Lors d'une conférence de presse à Erevan, en Arménie, le président français Emmanuel Macron a estimé que l'Union européenne devait "activer" ses instruments anti-coercition face à la menace d'une surtaxe américaine de 25 % sur les véhicules importés. "Dans le contexte géopolitique actuel, des alliés comme les États-Unis et l'UE ont bien mieux à faire que de proférer des menaces de déstabilisation", a-t-il déclaré.
Macron a souligné que des accords avaient été conclus et devaient être respectés. "Si ces accords venaient à être remis en cause, ce serait un retour en arrière", a-t-il averti.

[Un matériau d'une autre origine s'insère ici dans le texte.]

use chrono::NaiveDate;
use rust_decimal::Decimal;
use rust_decimal_macros::dec;
use serde::{Deserialize, Serialize};
use std::collections::BTreeMap;

use crate::error::{EngineError, ValidationIssue};
use crate::types::{Rate, Year};
use crate::EngineResult;

/// Plausible range for a published Basiszins.
const MIN_PLAUSIBLE_RATE: Rate = dec!(-0.02);
const MAX_PLAUSIBLE_RATE: Rate = dec!(0.10);

#[derive(Debug, Clone, Copy, PartialEq, Eq, Serialize, Deserialize)]
#[serde(rename_all = "snake_case")]
pub enum BasiszinsSource {
    /// Fetched from the Bundesbank by an outside collaborator.
    Api,
    /// Entered by the user for a future year.
    Manual,
    /// Shipped with the engine.
    Default,
}

#[derive(Debug, Clone, PartialEq, Serialize, Deserialize)]
pub struct BasiszinsEntry {
    pub rate: Rate,
    pub source: BasiszinsSource,
    #[serde(default)]
    pub last_updated: Option<NaiveDate>,
}

/// Basiszins per year for the Vorabpauschale (BMF publication, January 2 of
/// each year).
#[derive(Debug, Clone, PartialEq, Serialize, Deserialize)]
#[serde(transparent)]
pub struct BasiszinsTable {
    entries: BTreeMap<Year, BasiszinsEntry>,
}

impl Default for BasiszinsTable {
    fn default() -> Self {
        let published = [
            (2018, dec!(0.0087)),
            (2019, dec!(0.0052)),
            (2020, dec!(0.0007)),
            (2021, dec!(-0.0045)),
            (2022, dec!(-0.0005)),
            (2023, dec!(0.0255)),
            (2024, dec!(0.0229)),
            (2025, dec!(0.0253)),
        ];
        let entries = published
            .into_iter()
            .map(|(year, rate)| {
                (
                    year,
                    BasiszinsEntry {
                        rate,
                        source: BasiszinsSource::Default,
                        last_updated: None,
                    },
                )
            })
            .collect();
        Self { entries }
    }
}

impl BasiszinsTable {
    pub fn empty() -> Self {
        Self {
            entries: BTreeMap::new(),
        }
    }

    /// Rate for `year`: the exact entry, else the latest earlier year, else
    /// zero (no Vorabpauschale).
    pub fn rate_for_year(&self, year: Year) -> Rate {
        if let Some(entry) = self.entries.get(&year) {
            return entry.rate;
        }
        match self.entries.range(..year).next_back() {
            Some((known, entry)) => {
                log::debug!("Basiszins {year} unknown, using {known}");
                entry.rate
            }
            None => Decimal::ZERO,
        }
    }

    /// Set a manual rate. Past years (before `current_year`) are published
    /// figures and cannot be changed.
    pub fn set_rate(
        &mut self,
        year: Year,
        rate: Rate,
        current_year: Year,
        today: Option<NaiveDate>,
    ) -> EngineResult<()> {
        if year < current_year && self.entries.contains_key(&year) {
            return Err(EngineError::InvalidInput {
                field: format!("basiszins.{year}"),
                reason: "Historische Basiszinsen können nicht geändert werden".into(),
            });
        }
        if let Some(issue) = check_plausible(year, rate) {
            return Err(EngineError::InvalidConfiguration(vec![issue]));
        }
        self.entries.insert(
            year,
            BasiszinsEntry {
                rate,
                source: BasiszinsSource::Manual,
                last_updated: today,
            },
        );
        Ok(())
    }

    /// Merge values fetched from an outside source. Fetched values win over
    /// shipped defaults and manual entries; implausible values are skipped and
    /// returned as issues.
    pub fn merge_fetched(
        &mut self,
        fetched: &BTreeMap<Year, Rate>,
        fetched_on: Option<NaiveDate>,
    ) -> Vec<ValidationIssue> {
        let mut skipped = Vec::new();
        for (&year, &rate) in fetched {
            if let Some(issue) = check_plausible(year, rate) {
                log::warn!("Skipping fetched Basiszins {year}: {}", issue.message);
                skipped.push(issue);
                continue;
            }
            self.entries.insert(
                year,
                BasiszinsEntry {
                    rate,
                    source: BasiszinsSource::Api,
                    last_updated: fetched_on,
                },
            );
        }
        skipped
    }

    pub fn validate(&self) -> Vec<ValidationIssue> {
        self.entries
            .iter()
            .filter_map(|(&year, entry)| check_plausible(year, entry.rate))
            .collect()
    }
}

fn check_plausible(year: Year, rate: Rate) -> Option<ValidationIssue> {
    if rate < MIN_PLAUSIBLE_RATE || rate > MAX_PLAUSIBLE_RATE {
        Some(ValidationIssue::new(
            format!("basiszins.{year}"),
            format!("Basiszins {rate} liegt außerhalb des plausiblen Bereichs (-2% bis 10%)."),
        ))
    } else {
        None
    }
}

En effet, l'Union européenne possède des mécanismes de défense qui doivent être mobilisés en cas de menaces tarifaires. "Ces instruments existent pour protéger nos intérêts", a-t-il ajouté, rappelant l'importance de maintenir un cadre commercial juste.
Cette mise en garde fait suite à l’annonce de Donald Trump, qui entendait relever les droits de douane sur les voitures européennes, arguant que l'UE ne respecterait pas les termes d'accords établis l'été dernier, lesquels limitaient les droits de douane sur les véhicules et pièces détachées à 15 %. Ce niveau contrastait avec les 25 % appliqués à d'autres pays, ce qui crée un déséquilibre commercial. Selon Le Monde, cette situation pourrait entraîner des répercussions économiques significatives, tant en Europe qu'aux États-Unis.
Des experts économiques s'inquiètent également de ces tensions, affirmant que des mesures protectionnistes pourraient aggraver les relations commerciales. Thomas Piketty, économiste renommé, a déclaré : "La protection des marchés ne doit pas être un prétexte pour stigmatiser nos partenaires. Une coopération renforcée est essentielle." La tension continue de s'intensifier et les acteurs du secteur automobile surveillent attentivement les développements.